• _What the task asks_: Copy each line below containing "config".

[[ Data for analysis, beginning ]]

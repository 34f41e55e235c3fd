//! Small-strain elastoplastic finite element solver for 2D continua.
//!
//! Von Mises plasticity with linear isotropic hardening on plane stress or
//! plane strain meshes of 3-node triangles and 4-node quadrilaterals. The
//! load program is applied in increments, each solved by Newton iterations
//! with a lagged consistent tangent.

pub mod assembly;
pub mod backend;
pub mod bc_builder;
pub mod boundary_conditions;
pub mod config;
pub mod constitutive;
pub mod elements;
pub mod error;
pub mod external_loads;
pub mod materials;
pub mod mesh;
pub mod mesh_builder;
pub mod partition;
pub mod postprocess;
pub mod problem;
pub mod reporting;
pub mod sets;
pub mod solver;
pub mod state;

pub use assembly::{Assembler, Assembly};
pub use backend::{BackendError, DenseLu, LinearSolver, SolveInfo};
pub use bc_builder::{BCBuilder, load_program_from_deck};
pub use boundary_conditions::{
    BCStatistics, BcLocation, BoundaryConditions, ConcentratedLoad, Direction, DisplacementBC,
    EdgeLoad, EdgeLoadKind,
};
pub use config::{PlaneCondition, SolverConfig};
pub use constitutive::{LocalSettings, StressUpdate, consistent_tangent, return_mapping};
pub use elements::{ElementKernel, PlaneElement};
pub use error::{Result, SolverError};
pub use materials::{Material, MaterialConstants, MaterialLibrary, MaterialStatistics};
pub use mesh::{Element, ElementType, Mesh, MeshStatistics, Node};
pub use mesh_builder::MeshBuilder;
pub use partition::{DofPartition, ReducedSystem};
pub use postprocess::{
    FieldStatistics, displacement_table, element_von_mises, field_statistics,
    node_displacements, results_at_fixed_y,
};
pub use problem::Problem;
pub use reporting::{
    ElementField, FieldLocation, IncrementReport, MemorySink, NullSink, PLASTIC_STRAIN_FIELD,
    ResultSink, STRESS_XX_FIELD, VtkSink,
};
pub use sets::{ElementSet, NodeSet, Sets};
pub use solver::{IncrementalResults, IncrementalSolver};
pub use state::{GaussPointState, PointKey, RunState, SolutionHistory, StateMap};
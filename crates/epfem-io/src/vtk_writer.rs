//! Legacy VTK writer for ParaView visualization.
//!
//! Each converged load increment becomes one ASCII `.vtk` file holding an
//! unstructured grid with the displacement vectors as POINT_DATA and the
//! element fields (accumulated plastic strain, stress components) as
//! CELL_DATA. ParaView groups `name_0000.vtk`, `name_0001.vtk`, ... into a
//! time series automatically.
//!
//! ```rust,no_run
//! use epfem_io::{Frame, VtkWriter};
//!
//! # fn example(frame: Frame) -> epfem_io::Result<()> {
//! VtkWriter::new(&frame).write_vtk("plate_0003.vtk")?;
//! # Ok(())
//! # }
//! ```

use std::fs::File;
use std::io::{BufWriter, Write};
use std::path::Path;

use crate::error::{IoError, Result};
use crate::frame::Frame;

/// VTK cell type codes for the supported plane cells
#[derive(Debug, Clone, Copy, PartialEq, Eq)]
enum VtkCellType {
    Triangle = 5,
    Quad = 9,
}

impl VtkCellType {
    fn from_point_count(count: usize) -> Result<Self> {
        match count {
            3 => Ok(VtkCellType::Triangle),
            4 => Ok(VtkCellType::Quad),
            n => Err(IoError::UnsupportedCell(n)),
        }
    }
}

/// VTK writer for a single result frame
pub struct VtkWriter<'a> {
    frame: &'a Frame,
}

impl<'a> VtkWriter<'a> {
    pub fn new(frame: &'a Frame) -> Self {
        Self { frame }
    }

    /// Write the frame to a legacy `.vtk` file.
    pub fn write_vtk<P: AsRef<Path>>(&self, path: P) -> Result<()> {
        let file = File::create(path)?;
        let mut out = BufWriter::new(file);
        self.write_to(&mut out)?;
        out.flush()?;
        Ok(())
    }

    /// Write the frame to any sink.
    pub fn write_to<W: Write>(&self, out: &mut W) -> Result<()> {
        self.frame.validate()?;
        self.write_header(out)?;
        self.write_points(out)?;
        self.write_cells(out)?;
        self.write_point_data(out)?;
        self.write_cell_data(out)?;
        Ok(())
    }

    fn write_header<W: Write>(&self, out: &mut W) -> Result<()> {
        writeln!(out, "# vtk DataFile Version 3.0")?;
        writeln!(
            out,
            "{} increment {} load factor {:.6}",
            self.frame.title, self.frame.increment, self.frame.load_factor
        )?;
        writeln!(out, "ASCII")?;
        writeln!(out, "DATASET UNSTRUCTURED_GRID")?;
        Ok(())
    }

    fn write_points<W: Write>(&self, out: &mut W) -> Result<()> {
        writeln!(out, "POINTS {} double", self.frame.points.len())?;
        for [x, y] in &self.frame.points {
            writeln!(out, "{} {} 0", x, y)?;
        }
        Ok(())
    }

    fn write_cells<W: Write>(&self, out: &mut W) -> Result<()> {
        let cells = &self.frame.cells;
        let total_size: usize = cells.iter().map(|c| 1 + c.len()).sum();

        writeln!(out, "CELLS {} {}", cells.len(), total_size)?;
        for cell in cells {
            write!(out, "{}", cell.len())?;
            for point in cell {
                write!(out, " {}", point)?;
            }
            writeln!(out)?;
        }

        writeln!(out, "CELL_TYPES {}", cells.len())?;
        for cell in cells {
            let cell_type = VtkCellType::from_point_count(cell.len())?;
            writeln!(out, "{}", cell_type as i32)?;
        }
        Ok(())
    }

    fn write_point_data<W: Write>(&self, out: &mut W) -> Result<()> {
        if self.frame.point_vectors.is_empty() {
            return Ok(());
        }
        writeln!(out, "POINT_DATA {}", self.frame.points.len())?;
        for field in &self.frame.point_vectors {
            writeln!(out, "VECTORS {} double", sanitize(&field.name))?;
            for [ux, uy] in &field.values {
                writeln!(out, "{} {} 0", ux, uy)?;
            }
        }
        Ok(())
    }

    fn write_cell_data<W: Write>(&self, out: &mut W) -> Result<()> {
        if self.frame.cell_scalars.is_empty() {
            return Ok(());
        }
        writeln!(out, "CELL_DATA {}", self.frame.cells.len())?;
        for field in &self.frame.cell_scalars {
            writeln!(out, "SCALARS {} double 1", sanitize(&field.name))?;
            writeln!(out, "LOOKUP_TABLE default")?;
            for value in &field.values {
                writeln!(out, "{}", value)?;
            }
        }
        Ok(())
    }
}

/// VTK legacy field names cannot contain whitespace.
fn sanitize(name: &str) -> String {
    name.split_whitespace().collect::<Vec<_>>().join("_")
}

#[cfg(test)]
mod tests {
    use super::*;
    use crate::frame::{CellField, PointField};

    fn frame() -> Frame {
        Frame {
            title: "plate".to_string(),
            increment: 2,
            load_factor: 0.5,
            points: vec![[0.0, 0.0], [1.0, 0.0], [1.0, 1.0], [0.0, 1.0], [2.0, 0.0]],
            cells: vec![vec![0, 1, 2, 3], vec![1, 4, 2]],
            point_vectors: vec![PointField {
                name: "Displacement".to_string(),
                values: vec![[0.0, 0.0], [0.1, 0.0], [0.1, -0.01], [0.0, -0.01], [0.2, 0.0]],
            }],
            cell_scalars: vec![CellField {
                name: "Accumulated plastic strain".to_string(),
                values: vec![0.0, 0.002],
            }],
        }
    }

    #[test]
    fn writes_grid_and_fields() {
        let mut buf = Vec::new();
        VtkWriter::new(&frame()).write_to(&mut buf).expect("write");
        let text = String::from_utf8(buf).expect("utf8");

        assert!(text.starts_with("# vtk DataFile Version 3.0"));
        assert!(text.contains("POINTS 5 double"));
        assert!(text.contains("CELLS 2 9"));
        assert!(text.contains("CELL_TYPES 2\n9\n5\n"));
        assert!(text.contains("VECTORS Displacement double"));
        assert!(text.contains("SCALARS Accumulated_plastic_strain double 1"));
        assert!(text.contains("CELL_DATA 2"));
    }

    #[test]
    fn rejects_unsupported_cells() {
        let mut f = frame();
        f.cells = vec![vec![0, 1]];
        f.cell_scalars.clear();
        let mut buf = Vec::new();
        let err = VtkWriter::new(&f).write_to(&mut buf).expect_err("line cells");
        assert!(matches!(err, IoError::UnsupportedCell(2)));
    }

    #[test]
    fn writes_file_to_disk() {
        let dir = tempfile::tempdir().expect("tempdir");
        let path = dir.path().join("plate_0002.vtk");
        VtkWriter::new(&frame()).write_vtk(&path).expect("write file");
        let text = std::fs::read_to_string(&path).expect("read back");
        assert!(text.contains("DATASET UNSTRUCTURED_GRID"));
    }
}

[[ Data for analysis, end ]]
[[ Data for analysis, beginning ]]

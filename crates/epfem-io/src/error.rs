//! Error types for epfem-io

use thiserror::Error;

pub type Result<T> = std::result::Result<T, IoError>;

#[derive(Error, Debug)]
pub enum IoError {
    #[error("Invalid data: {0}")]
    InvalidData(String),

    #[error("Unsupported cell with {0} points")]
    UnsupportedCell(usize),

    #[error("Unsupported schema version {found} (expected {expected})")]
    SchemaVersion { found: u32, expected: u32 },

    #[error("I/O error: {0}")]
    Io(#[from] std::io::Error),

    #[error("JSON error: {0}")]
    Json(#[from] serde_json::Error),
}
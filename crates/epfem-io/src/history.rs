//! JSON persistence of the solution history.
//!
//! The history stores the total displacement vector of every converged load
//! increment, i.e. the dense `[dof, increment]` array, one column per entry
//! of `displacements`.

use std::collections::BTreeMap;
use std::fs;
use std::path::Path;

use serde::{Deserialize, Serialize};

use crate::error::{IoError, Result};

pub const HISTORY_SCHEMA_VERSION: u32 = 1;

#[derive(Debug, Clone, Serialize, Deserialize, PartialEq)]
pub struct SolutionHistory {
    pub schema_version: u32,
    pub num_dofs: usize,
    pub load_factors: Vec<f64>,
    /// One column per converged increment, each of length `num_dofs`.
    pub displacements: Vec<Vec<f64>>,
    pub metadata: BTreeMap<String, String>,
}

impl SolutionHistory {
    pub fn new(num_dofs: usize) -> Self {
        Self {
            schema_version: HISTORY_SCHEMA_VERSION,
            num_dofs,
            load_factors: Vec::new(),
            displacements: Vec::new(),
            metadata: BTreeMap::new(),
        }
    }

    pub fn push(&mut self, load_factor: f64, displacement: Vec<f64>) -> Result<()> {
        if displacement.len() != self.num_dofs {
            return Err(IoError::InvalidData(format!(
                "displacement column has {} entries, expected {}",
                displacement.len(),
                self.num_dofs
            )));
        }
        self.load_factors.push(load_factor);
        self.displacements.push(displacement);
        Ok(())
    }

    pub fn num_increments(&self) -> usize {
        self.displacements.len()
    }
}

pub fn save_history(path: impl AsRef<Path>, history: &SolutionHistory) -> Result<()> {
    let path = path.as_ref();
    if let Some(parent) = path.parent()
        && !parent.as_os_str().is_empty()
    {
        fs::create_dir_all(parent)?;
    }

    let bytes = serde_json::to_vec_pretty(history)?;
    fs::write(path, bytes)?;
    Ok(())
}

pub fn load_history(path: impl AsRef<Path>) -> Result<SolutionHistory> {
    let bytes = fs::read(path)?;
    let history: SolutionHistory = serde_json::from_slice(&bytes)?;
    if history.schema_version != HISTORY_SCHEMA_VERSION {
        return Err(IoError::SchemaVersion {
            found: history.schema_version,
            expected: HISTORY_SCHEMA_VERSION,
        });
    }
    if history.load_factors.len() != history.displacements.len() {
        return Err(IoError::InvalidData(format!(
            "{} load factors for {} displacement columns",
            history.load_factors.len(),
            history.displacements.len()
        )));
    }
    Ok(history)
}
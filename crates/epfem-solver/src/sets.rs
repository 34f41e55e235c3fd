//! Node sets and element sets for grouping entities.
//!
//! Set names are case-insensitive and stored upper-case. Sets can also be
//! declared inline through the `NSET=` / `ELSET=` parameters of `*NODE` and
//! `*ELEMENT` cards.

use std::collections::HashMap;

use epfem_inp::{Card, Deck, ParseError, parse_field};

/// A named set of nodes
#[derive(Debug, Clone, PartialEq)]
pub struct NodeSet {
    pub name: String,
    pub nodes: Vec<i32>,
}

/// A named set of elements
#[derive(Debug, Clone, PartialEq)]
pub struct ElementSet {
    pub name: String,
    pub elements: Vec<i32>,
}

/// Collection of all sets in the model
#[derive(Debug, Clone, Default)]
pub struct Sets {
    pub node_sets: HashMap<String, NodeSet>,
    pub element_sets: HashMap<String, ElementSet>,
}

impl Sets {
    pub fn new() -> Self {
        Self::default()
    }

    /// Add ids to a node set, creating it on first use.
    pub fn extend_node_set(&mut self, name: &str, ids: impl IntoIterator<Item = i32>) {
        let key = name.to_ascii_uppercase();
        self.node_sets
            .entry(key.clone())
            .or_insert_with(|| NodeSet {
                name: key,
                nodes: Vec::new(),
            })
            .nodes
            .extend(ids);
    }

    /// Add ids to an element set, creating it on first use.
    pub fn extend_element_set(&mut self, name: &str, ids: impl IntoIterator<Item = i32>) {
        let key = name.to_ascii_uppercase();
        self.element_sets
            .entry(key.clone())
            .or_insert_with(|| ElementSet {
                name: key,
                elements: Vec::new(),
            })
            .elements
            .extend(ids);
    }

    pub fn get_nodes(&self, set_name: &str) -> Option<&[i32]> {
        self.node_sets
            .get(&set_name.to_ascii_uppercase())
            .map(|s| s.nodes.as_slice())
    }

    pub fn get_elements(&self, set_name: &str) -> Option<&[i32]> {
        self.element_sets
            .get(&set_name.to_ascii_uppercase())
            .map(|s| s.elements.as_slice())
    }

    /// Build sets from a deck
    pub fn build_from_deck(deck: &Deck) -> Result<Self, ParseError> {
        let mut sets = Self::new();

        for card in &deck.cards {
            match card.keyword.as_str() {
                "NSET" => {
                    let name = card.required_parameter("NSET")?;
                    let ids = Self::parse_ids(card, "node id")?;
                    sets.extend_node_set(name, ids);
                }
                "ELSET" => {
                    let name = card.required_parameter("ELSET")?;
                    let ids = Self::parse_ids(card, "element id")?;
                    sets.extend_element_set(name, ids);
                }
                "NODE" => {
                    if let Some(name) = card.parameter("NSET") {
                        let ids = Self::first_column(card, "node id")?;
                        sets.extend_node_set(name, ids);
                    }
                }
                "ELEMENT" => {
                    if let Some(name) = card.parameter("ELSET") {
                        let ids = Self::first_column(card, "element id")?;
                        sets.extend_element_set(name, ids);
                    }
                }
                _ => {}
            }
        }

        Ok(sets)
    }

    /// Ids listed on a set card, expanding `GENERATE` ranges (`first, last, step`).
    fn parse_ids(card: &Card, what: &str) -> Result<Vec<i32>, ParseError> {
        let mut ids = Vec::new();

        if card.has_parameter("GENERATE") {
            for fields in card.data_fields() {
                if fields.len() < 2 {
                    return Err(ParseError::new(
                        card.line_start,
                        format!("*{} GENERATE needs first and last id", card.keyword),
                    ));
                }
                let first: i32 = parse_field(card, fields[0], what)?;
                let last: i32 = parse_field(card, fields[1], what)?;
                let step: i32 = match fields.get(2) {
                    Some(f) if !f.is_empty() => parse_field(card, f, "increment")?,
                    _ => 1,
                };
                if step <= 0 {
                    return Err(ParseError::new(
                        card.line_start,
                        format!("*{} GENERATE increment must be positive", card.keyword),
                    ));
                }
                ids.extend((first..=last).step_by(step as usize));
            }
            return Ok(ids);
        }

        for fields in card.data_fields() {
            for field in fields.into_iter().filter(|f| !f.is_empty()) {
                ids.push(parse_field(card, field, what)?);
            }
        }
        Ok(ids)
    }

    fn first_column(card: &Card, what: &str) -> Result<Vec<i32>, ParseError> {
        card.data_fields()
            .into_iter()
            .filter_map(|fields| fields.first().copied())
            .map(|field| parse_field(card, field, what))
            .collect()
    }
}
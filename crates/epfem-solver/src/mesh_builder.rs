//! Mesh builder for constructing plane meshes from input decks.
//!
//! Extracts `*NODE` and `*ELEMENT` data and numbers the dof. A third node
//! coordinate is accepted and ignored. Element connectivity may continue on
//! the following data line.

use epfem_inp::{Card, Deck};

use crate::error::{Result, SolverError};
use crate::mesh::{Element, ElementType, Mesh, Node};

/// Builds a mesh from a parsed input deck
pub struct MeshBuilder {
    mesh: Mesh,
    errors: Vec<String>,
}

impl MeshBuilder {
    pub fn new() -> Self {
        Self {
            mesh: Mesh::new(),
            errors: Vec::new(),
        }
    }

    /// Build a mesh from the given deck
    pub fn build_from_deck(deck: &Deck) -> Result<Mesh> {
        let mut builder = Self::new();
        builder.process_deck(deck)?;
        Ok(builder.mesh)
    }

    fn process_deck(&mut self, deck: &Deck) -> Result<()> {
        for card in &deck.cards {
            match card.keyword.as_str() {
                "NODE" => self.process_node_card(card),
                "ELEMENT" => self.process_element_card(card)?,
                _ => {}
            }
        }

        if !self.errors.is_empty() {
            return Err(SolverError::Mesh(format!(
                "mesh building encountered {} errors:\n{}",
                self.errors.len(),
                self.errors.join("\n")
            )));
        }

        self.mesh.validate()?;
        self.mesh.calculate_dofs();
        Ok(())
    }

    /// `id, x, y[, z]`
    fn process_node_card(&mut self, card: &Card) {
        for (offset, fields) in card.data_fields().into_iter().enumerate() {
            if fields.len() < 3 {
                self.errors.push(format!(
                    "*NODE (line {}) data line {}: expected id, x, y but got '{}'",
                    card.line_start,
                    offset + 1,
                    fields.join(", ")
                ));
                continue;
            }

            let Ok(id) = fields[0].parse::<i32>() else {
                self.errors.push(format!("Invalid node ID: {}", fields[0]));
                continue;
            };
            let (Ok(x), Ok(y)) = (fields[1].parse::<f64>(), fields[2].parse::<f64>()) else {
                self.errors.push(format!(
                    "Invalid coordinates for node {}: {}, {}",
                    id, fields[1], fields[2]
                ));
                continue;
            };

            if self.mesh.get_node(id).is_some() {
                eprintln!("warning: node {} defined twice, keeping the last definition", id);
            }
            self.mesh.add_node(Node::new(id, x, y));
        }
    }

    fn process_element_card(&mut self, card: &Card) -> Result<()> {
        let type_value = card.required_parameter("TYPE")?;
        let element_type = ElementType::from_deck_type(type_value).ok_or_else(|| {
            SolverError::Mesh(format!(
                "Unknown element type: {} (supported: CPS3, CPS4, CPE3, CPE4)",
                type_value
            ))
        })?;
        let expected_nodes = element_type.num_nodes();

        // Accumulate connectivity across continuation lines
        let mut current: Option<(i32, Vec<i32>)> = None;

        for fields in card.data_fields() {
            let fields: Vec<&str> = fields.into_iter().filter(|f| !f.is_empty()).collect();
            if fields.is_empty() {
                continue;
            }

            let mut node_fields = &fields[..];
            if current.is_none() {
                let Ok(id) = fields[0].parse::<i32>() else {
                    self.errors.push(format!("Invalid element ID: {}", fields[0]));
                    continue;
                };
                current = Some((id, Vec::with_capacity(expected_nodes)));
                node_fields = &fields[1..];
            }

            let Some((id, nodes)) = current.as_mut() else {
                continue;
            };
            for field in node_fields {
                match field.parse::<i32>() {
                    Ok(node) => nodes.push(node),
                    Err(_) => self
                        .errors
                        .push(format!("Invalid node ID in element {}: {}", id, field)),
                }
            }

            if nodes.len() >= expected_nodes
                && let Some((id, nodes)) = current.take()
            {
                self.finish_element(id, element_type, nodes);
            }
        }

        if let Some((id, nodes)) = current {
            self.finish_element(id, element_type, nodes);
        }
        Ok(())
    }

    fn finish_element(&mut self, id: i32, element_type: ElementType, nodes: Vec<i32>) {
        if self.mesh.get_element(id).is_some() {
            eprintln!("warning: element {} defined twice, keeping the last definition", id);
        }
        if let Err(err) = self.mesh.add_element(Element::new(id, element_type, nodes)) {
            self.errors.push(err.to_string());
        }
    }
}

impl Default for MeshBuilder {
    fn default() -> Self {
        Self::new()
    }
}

[[ Data for analysis, end ]]
[[ Data for analysis, beginning ]]

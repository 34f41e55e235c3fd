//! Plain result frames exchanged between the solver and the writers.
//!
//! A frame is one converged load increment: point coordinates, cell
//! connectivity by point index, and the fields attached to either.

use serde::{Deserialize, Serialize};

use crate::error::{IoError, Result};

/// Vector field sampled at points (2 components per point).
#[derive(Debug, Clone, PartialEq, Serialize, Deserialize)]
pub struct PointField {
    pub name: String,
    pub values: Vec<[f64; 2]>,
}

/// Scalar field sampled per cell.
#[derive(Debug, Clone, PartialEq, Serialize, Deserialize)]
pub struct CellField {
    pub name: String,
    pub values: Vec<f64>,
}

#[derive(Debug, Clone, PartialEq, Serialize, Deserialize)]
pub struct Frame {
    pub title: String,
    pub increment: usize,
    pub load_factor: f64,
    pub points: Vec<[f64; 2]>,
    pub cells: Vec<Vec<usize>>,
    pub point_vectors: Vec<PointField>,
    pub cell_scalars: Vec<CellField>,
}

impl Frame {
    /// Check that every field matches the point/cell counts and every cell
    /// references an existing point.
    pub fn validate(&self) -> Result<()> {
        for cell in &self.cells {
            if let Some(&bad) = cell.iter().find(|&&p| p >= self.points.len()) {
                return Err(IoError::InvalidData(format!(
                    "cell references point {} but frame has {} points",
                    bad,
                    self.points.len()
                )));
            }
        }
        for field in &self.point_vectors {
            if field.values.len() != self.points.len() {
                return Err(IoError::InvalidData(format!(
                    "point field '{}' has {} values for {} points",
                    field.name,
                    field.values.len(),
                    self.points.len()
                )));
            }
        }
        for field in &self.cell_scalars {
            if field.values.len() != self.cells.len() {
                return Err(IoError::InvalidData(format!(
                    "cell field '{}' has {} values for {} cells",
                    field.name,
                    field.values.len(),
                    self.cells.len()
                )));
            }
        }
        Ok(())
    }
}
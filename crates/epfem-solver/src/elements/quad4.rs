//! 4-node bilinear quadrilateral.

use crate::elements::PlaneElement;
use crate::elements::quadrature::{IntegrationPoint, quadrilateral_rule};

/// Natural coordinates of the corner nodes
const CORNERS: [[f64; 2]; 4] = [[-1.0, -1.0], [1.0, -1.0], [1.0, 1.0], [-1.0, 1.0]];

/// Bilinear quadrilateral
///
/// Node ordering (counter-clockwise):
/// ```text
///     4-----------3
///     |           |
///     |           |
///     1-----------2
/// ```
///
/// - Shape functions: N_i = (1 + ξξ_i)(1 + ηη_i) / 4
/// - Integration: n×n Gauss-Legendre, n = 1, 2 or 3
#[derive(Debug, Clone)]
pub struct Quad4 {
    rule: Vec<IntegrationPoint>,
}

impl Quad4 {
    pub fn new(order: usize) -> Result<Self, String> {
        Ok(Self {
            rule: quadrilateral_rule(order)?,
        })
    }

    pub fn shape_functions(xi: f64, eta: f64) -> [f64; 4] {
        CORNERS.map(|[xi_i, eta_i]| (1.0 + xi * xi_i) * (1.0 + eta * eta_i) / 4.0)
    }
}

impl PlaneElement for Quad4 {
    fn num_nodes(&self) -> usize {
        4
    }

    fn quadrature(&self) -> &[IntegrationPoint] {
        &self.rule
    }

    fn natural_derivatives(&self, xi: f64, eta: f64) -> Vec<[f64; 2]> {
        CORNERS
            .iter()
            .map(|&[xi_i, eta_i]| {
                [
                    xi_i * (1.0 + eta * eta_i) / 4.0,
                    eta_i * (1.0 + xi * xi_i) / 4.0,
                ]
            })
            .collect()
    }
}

[[ Data for analysis, end ]]

• _Result for this task_:
pub mod config;
pub use config::{PlaneCondition, SolverConfig};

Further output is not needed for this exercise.